Write to the file the structure of the form (key => value) followed by reading using Mmap.mmap

There are two numbers B and A. You must save their file as [B => A]. Then, using Mmap.mmap, read this file and search B, if B is found to get a value A.

Please tell me how to do it. I can not understand how nested arrays in Julia.
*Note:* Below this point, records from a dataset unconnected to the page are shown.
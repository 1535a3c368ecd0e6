//! Patient follow-up task tracking.
//!
//! Tasks are follow-up actions attached to a patient (for example "draw
//! labs before the next visit"). They are persisted remotely as FHIR
//! CarePlan resources; this module owns the domain model, the CarePlan
//! codec, the REST repository client, and the orchestration service the
//! UI layer consumes. The module follows hexagonal architecture:
//!
//! - Domain types in [`domain`]
//! - Form-input validation in [`validation`]
//! - Port contracts in [`ports`]
//! - Adapter implementations in [`adapters`]
//! - Orchestration services in [`services`]

pub mod adapters;
pub mod domain;
pub mod ports;
pub mod services;
pub mod validation;

#[cfg(test)]
mod tests;
use crate::catalog;
use crate::config::ServerConfig;
use crate::dispatch::Dispatcher;
use crate::state::AppState;
use anyhow::Result;
use rmcp::{
    ErrorData as McpError, RoleServer, ServerHandler, ServiceExt,
    model::{
        AnnotateAble, CallToolRequestParam, CallToolResult, Content, Implementation,
        ListResourcesResult, ListToolsResult, PaginatedRequestParam, RawResource,
        ReadResourceRequestParam, ReadResourceResult, ResourceContents, ServerCapabilities,
        ServerInfo,
    },
    service::RequestContext,
    transport::stdio,
};
use serde_json::json;
use std::future::Future;
use std::sync::Arc;

pub const RESOURCE_URI: &str = "sheets://";
const RESOURCE_NAME: &str = "Google Sheets Reader";

const INSTRUCTIONS: &str = "\
Google Sheets MCP: read-only access to Google Sheets.

WORKFLOW:
1) list_spreadsheets or search_spreadsheets_by_name to find a spreadsheet id (OAuth only)
2) get_sheet_metadata or list_sheets to see its tabs
3) read_sheet_data / get_range_data for values, search_sheet_data to locate cells

RANGES: A1 notation, e.g. Sheet1!A1:C10. A bare tab name reads the whole tab.

RESPONSES: every call returns a JSON object with status = success | error.

With only an API key configured, discovery tools are hidden and only public \
spreadsheets can be read by id.";

#[derive(Clone)]
pub struct SheetsServer {
    state: Arc<AppState>,
    dispatcher: Dispatcher,
}

impl SheetsServer {
    pub fn new(config: Arc<ServerConfig>) -> Self {
        Self::from_state(Arc::new(AppState::new(config)))
    }

    pub fn from_state(state: Arc<AppState>) -> Self {
        Self {
            dispatcher: Dispatcher::new(state.clone()),
            state,
        }
    }

    pub fn state(&self) -> &Arc<AppState> {
        &self.state
    }

    /// Authenticate ahead of the first call. Failure is not fatal; tool calls
    /// retry lazily.
    pub async fn preauthenticate(&self) {
        match self.state.ensure_services().await {
            Ok(services) => {
                tracing::info!(auth_mode = %services.mode(), "startup authentication succeeded")
            }
            Err(error) => tracing::warn!("startup authentication failed: {error}"),
        }
    }

    pub async fn run_stdio(self) -> Result<()> {
        let service = self
            .serve(stdio())
            .await
            .inspect_err(|error| tracing::error!("serving error: {:?}", error))?;
        service.waiting().await?;
        Ok(())
    }

    fn capability_document(&self) -> String {
        let mode = self.state.auth_mode();
        let document = json!({
            "type": "google_sheets_resource",
            "description": "Google Sheets MCP Server for reading spreadsheet data",
            "auth_mode": mode.to_string(),
            "public_sheets_only": self.state.public_sheets_only(),
            "capabilities": catalog::tool_names(mode),
        });
        serde_json::to_string_pretty(&document).unwrap_or_else(|_| document.to_string())
    }
}

impl ServerHandler for SheetsServer {
    fn get_info(&self) -> ServerInfo {
        ServerInfo {
            capabilities: ServerCapabilities::builder()
                .enable_tools()
                .enable_tool_list_changed()
                .enable_resources()
                .build(),
            server_info: Implementation::from_build_env(),
            instructions: Some(INSTRUCTIONS.to_string()),
            ..ServerInfo::default()
        }
    }

    fn list_resources(
        &self,
        _request: Option<PaginatedRequestParam>,
        _context: RequestContext<RoleServer>,
    ) -> impl Future<Output = Result<ListResourcesResult, McpError>> + Send + '_ {
        let mut resource = RawResource::new(RESOURCE_URI, RESOURCE_NAME);
        resource.description = Some("Access and read Google Sheets data".to_string());
        resource.mime_type = Some("application/json".to_string());
        std::future::ready(Ok(ListResourcesResult::with_all_items(vec![
            resource.no_annotation(),
        ])))
    }

    fn read_resource(
        &self,
        request: ReadResourceRequestParam,
        _context: RequestContext<RoleServer>,
    ) -> impl Future<Output = Result<ReadResourceResult, McpError>> + Send + '_ {
        let result = if request.uri == RESOURCE_URI {
            Ok(ReadResourceResult {
                contents: vec![ResourceContents::text(
                    self.capability_document(),
                    request.uri,
                )],
            })
        } else {
            Err(McpError::resource_not_found(
                format!("unknown resource: {}", request.uri),
                None,
            ))
        };
        std::future::ready(result)
    }

    fn list_tools(
        &self,
        _request: Option<PaginatedRequestParam>,
        _context: RequestContext<RoleServer>,
    ) -> impl Future<Output = Result<ListToolsResult, McpError>> + Send + '_ {
        let tools = catalog::list_tools(self.state.auth_mode())
            .iter()
            .map(|descriptor| descriptor.to_mcp_tool())
            .collect();
        std::future::ready(Ok(ListToolsResult::with_all_items(tools)))
    }

    fn call_tool(
        &self,
        request: CallToolRequestParam,
        context: RequestContext<RoleServer>,
    ) -> impl Future<Output = Result<CallToolResult, McpError>> + Send + '_ {
        async move {
            let mode_before = self.state.auth_mode();
            let envelope = self.dispatcher.call(&request.name, request.arguments).await;

            if self.state.auth_mode() != mode_before
                && let Err(error) = context.peer.notify_tool_list_changed().await
            {
                tracing::debug!("failed to send tool list change: {error}");
            }

            let content = vec![Content::text(envelope.to_pretty_json())];
            let mut result = if envelope.is_success() {
                CallToolResult::success(content)
            } else {
                CallToolResult::error(content)
            };
            result.structured_content = Some(envelope.to_value());
            Ok(result)
        }
    }
}
use anyhow::Result;
use clap::Parser;
use sheets_mcp::{CliArgs, ServerConfig, run_server};
use tracing_subscriber::EnvFilter;

#[tokio::main]
async fn main() -> Result<()> {
    // stdout carries the MCP stream
    tracing_subscriber::fmt()
        .with_env_filter(EnvFilter::try_from_default_env().unwrap_or_else(|_| "info".into()))
        .with_writer(std::io::stderr)
        .with_ansi(false)
        .init();

    let cli = CliArgs::parse();
    let config = ServerConfig::from_args(cli)?;
    run_server(config).await
}
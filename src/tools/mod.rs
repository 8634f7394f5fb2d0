pub mod discovery;
pub mod param_enums;
pub mod sheets;

use crate::auth::Services;
use crate::catalog::ToolName;
use crate::envelope::Envelope;
use crate::errors::{DiscoveryUnavailableError, InvalidParamsError};
use anyhow::Result;
use serde::de::DeserializeOwned;
use serde_json::Value;

/// Run one operation and wrap its payload. Failures are returned as errors so
/// the dispatcher can shape them uniformly.
pub async fn run(tool: ToolName, services: &Services, arguments: Value) -> Result<Envelope> {
    let name = tool.as_str();
    let primary = services.primary().as_ref();

    match tool {
        ToolName::ReadSheetData => {
            Envelope::success(&sheets::read_sheet_data(primary, parse(name, arguments)?).await?)
        }
        ToolName::GetSheetMetadata => Envelope::success(
            &sheets::get_sheet_metadata(primary, parse(name, arguments)?).await?,
        ),
        ToolName::ListSheets => {
            Envelope::success(&sheets::list_sheets(primary, parse(name, arguments)?).await?)
        }
        ToolName::SearchSheetData => Envelope::success(
            &sheets::search_sheet_data(primary, parse(name, arguments)?).await?,
        ),
        ToolName::GetRangeData => {
            Envelope::success(&sheets::get_range_data(primary, parse(name, arguments)?).await?)
        }
        ToolName::ListSpreadsheets => {
            let drive = services
                .extended()
                .ok_or_else(|| DiscoveryUnavailableError::new(name))?;
            Envelope::success(
                &discovery::list_spreadsheets(drive.as_ref(), parse(name, arguments)?).await?,
            )
        }
        ToolName::SearchSpreadsheetsByName => {
            let drive = services
                .extended()
                .ok_or_else(|| DiscoveryUnavailableError::new(name))?;
            Envelope::success(
                &discovery::search_spreadsheets_by_name(drive.as_ref(), parse(name, arguments)?)
                    .await?,
            )
        }
    }
}

/// Deserialize arguments into the tool's parameter struct, reporting the
/// offending field. Missing fields fail at the root, so their name comes from
/// serde's message instead of the path.
pub fn parse<P: DeserializeOwned>(tool: &'static str, arguments: Value) -> Result<P> {
    let arguments = match arguments {
        Value::Null => Value::Object(Default::default()),
        other => other,
    };
    serde_path_to_error::deserialize(arguments).map_err(|e| {
        let problem = e.inner().to_string();
        let path = e.path().to_string();
        let error = if path != "." {
            InvalidParamsError::new(tool, format!("invalid arguments: {path}: {problem}"))
                .with_path(path)
        } else {
            let error = InvalidParamsError::new(tool, format!("invalid arguments: {problem}"));
            match field_from_serde_message(&problem) {
                Some(field) => error.with_path(field),
                None => error,
            }
        };
        anyhow::Error::from(error)
    })
}

/// Pull the field name out of serde's "missing field `x`" and "unknown field
/// `x`" messages.
fn field_from_serde_message(problem: &str) -> Option<String> {
    for prefix in ["missing field `", "unknown field `"] {
        if let Some(start) = problem.find(prefix) {
            let rest = &problem[start + prefix.len()..];
            return rest.find('`').map(|end| rest[..end].to_string());
        }
    }
    None
}

#[cfg(test)]
mod tests {
    use super::*;
    use serde_json::json;

    #[test]
    fn missing_field_is_named_in_path() {
        let err = parse::<sheets::SpreadsheetParams>("list_sheets", json!({})).unwrap_err();
        let invalid = err.downcast_ref::<InvalidParamsError>().unwrap();
        assert_eq!(invalid.path(), Some("spreadsheet_id"));
        assert!(invalid.message().contains("spreadsheet_id"));
    }

    #[test]
    fn null_arguments_behave_like_empty_object() {
        let params: discovery::ListSpreadsheetsParams =
            parse("list_spreadsheets", Value::Null).unwrap();
        assert_eq!(params.limit, 20);
        assert_eq!(params.order_by, "modifiedTime desc");
    }

    #[test]
    fn wrong_type_is_an_invalid_params_error() {
        let err = parse::<discovery::ListSpreadsheetsParams>(
            "list_spreadsheets",
            json!({ "limit": "ten" }),
        )
        .unwrap_err();
        let invalid = err.downcast_ref::<InvalidParamsError>().unwrap();
        assert_eq!(invalid.path(), Some("limit"));
        assert!(invalid.message().starts_with("invalid arguments: limit: "));
    }

    #[test]
    fn unknown_variant_names_the_field() {
        let err = parse::<sheets::GetRangeDataParams>(
            "get_range_data",
            json!({ "spreadsheet_id": "abc", "range": "A1", "value_render_option": "bogus" }),
        )
        .unwrap_err();
        let invalid = err.downcast_ref::<InvalidParamsError>().unwrap();
        assert_eq!(invalid.path(), Some("value_render_option"));
    }
}
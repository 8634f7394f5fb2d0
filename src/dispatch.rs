use crate::catalog::ToolName;
use crate::envelope::Envelope;
use crate::errors::{ResponseTooLargeError, ToolTimeoutError, UnknownToolError};
use crate::state::AppState;
use crate::tools;
use anyhow::{Context, Result};
use rmcp::model::JsonObject;
use serde_json::Value;
use std::str::FromStr;
use std::sync::Arc;
use std::time::Instant;

/// Maps a tool call onto an operation. `call` never fails: every outcome,
/// including authentication and argument problems, becomes an envelope.
#[derive(Clone)]
pub struct Dispatcher {
    state: Arc<AppState>,
}

impl Dispatcher {
    pub fn new(state: Arc<AppState>) -> Self {
        Self { state }
    }

    pub fn state(&self) -> &Arc<AppState> {
        &self.state
    }

    pub async fn call(&self, name: &str, arguments: Option<JsonObject>) -> Envelope {
        let started = Instant::now();
        let result = self.try_call(name, arguments).await;
        let elapsed_ms = started.elapsed().as_millis() as u64;

        match result {
            Ok(envelope) => {
                tracing::info!(tool = name, status = "success", elapsed_ms, "tool call finished");
                envelope
            }
            Err(error) => {
                tracing::warn!(
                    tool = name,
                    status = "error",
                    elapsed_ms,
                    error = %format!("{error:#}"),
                    "tool call failed"
                );
                Envelope::from_error(&error)
            }
        }
    }

    async fn try_call(&self, name: &str, arguments: Option<JsonObject>) -> Result<Envelope> {
        let services = self
            .state
            .ensure_services()
            .await
            .context("authentication failed")?;
        let tool = ToolName::from_str(name).map_err(|_| UnknownToolError(name.to_string()))?;
        let arguments = arguments.map(Value::Object).unwrap_or(Value::Null);

        let config = self.state.config();
        let envelope = match config.tool_timeout() {
            Some(limit) => {
                match tokio::time::timeout(limit, tools::run(tool, &services, arguments)).await {
                    Ok(result) => result?,
                    Err(_) => return Err(ToolTimeoutError::new(name, limit.as_millis()).into()),
                }
            }
            None => tools::run(tool, &services, arguments).await?,
        };

        if let Some(limit) = config.max_response_bytes() {
            let size = serde_json::to_vec(&envelope)
                .with_context(|| format!("failed to serialize response for {name}"))?
                .len();
            if size > limit {
                return Err(ResponseTooLargeError::new(name, size, limit).into());
            }
        }
        Ok(envelope)
    }
}
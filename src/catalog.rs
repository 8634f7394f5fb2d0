//! The advertised tool list. A pure function of the authentication mode:
//! discovery tools only appear when Drive access was granted.

use crate::auth::AuthMode;
use crate::tools::discovery::{ListSpreadsheetsParams, SearchSpreadsheetsParams};
use crate::tools::sheets::{
    GetRangeDataParams, ReadSheetDataParams, SearchSheetDataParams, SpreadsheetParams,
};
use rmcp::model::{JsonObject, Tool};
use schemars::JsonSchema;
use schemars::generate::SchemaSettings;
use std::sync::Arc;
use strum::IntoEnumIterator;

#[derive(
    Debug,
    Clone,
    Copy,
    PartialEq,
    Eq,
    Hash,
    strum::Display,
    strum::EnumString,
    strum::IntoStaticStr,
    strum::EnumIter,
)]
#[strum(serialize_all = "snake_case")]
pub enum ToolName {
    ReadSheetData,
    GetSheetMetadata,
    ListSheets,
    SearchSheetData,
    GetRangeData,
    ListSpreadsheets,
    SearchSpreadsheetsByName,
}

impl ToolName {
    pub fn as_str(self) -> &'static str {
        self.into()
    }

    /// Needs the extended (Drive) handle.
    pub fn requires_extended(self) -> bool {
        matches!(
            self,
            ToolName::ListSpreadsheets | ToolName::SearchSpreadsheetsByName
        )
    }

    pub fn description(self) -> &'static str {
        match self {
            ToolName::ReadSheetData => {
                "Read data from a Google Sheet by spreadsheet ID and range"
            }
            ToolName::GetSheetMetadata => {
                "Get metadata about a Google Spreadsheet: title, locale, time zone and per-sheet grid size"
            }
            ToolName::ListSheets => "List all sheets/tabs in a Google Spreadsheet",
            ToolName::SearchSheetData => {
                "Search for specific data in a Google Sheet (case-insensitive substring match)"
            }
            ToolName::GetRangeData => {
                "Get data from a specific range with formatting options (FORMATTED_VALUE, UNFORMATTED_VALUE, FORMULA)"
            }
            ToolName::ListSpreadsheets => {
                "List all Google Spreadsheets accessible to the authenticated user"
            }
            ToolName::SearchSpreadsheetsByName => "Search for Google Spreadsheets by name",
        }
    }

    pub fn input_schema(self) -> JsonObject {
        match self {
            ToolName::ReadSheetData => schema_for::<ReadSheetDataParams>(),
            ToolName::GetSheetMetadata | ToolName::ListSheets => {
                schema_for::<SpreadsheetParams>()
            }
            ToolName::SearchSheetData => schema_for::<SearchSheetDataParams>(),
            ToolName::GetRangeData => schema_for::<GetRangeDataParams>(),
            ToolName::ListSpreadsheets => schema_for::<ListSpreadsheetsParams>(),
            ToolName::SearchSpreadsheetsByName => schema_for::<SearchSpreadsheetsParams>(),
        }
    }
}

#[derive(Debug, Clone, PartialEq)]
pub struct ToolDescriptor {
    pub name: ToolName,
    pub description: &'static str,
    pub input_schema: Arc<JsonObject>,
}

impl ToolDescriptor {
    pub fn new(name: ToolName) -> Self {
        Self {
            name,
            description: name.description(),
            input_schema: Arc::new(name.input_schema()),
        }
    }

    pub fn to_mcp_tool(&self) -> Tool {
        Tool::new(
            self.name.as_str(),
            self.description,
            self.input_schema.clone(),
        )
    }
}

/// Base tools in fixed order, then discovery tools when `mode` grants them.
pub fn list_tools(mode: AuthMode) -> Vec<ToolDescriptor> {
    ToolName::iter()
        .filter(|tool| !tool.requires_extended() || mode.grants_discovery())
        .map(ToolDescriptor::new)
        .collect()
}

pub fn tool_names(mode: AuthMode) -> Vec<&'static str> {
    list_tools(mode).iter().map(|d| d.name.as_str()).collect()
}

fn schema_for<P: JsonSchema>() -> JsonObject {
    let generator = SchemaSettings::draft2020_12()
        .with(|s| s.inline_subschemas = true)
        .into_generator();
    let schema = generator.into_root_schema_for::<P>();
    let mut object = schema.as_object().cloned().unwrap_or_default();
    object.remove("$schema");
    object.remove("title");
    object
}
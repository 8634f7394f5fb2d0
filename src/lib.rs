pub mod auth;
pub mod catalog;
pub mod config;
pub mod dispatch;
pub mod envelope;
pub mod errors;
pub mod google;
pub mod security;
pub mod server;
pub mod state;
pub mod tools;

pub use config::{CliArgs, ServerConfig};
pub use envelope::Envelope;
pub use server::SheetsServer;

use anyhow::Result;
use std::sync::Arc;

/// Authenticate eagerly, then serve MCP over stdio until the host disconnects.
pub async fn run_server(config: ServerConfig) -> Result<()> {
    let server = SheetsServer::new(Arc::new(config));
    server.preauthenticate().await;
    tracing::info!("starting sheets MCP server on stdio");
    server.run_stdio().await
}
And as I understand it Mmap.mmap works only with an array.?!

Is this a homework problem?

What do you mean by “homework”?
This task is my personal …

The wording sounds like a homework problem (“you must”).

Can you post the solution you have tried?

Understood, this is a translator’s cost, since I speak English poorly …
Especially I have not tried. this is not what i need

	setFile = function()
		a = 5
		b = 6
		a1 =7
		b2 =9
		A = Array{Int64,2}
		A = [a b;a1 b1]
		s = open("mmap1.bin", "w+")
		write(s, size(A,1))
		write(s, size(A,2))

		write(s, A)
		close(s)
		
		
	end
	readFile = function()
	# Test by reading it back in
		s = open("mmap1.bin")   # default is read-only
		m = read(s, Int)
		n = read(s, Int)
		A2 = Mmap.mmap(s, Matrix{Int}, (m,n))
		println(A2)
		finalize(A2)
		
	end
	setFile()
	readFile()

Need something like this

	ArBP = Dict();
		B = 8
		A = 12
		ArBA = Dict();
		push!(ArBA,(B=>A))
		s = open("mmap1.bin", "w+")
			write(s, ArBA)
		close(s)
		
		s = open("mmap1.bin"
		A2 = Mmap.mmap(s, Dict(),...)
		if(A2[8])
			return A2[8]
		end	

But, mmap does not work with dict.

Use collect and Dict to convert between Dict and a Vector of Pairs.

julia> d = Dict(1 => 3, 2 => 4)
Dict{Int64,Int64} with 2 entries:
  2 => 4
  1 => 3

julia> collect(d)
2-element Array{Pair{Int64,Int64},1}:
 2 => 4
 1 => 3

julia> Dict(collect(d))
Dict{Int64,Int64} with 2 entries:
  2 => 4
  1 => 3

Thank you!
It really works!

	setFile = function()
		d = Dict(1324 => 3234, 2879 => 4564)
		A = collect(d)
		s = open("mmap4.bin", "w+")
		write(s, size(A,1))
		write(s, size(A,2))
		write(s, A)
		close(s)
		
	end
	readFile = function()
		s = open("mmap4.bin")
		m = read(s, Int)
		A2 = Mmap.mmap(s, Array{Pair{Int64,Int64},1}, (m,))
		arBp = Dict(collect(A2))
		println(arBp[1324])
		finalize(A2)	
	end
	setFile()
	readFile()

Also tell me, with a very large file, about a billion records. Will I have performance problems?

It may not be fast, but if you don’t have enough memory then I guess this is the best solution.

1 Like

Wait, no, this is not how memory mapping works. By reading it into a dictionary that way you’ll defeat the whole purpose of memory mapping, and no it won’t work with billions of objects (unless you have an absurd amount of RAM). You probably want to just work with arrays (not dictionaries), and loop over the entire memory mapped array until you find the element you’re looking for. There is a description of memory mapping and some code examples which are very similar to what you want to do available here.

Note of course that if you’ll be doing this operation more than once, you’d probably want to index or sort the list in some way to avoid the linear time lookup.

1 Like

Indeed, I need to work with arrays, but as I wrote in the first post, I do not understand how to convert the structure I need into an array in Julia. For example, in php I would do this:

$ar[0][b][0][a]

And would have sorted by b

If I understand you correctly, this code will try to load all the data into RAM?

Dict(collect(A2))

Yes, it would.

In my response, I was assuming you serialize for storage only.

If you want data larger than memory, and also fast lookup, you need to do something more complicated. Eg you could sort on the key column, then use the searchsorted* functions.

A2 in your example is an array already no? So if you need to search for a value, you could loop over the array, row by row, until you find the value you’re looking for.

But what is your use case exactly? For a billion records, this will be a very slow operation. If you’ll be doing repeated reads, you probably want to preprocess your data (e.g. sort the numbers), or perhaps use an existing database.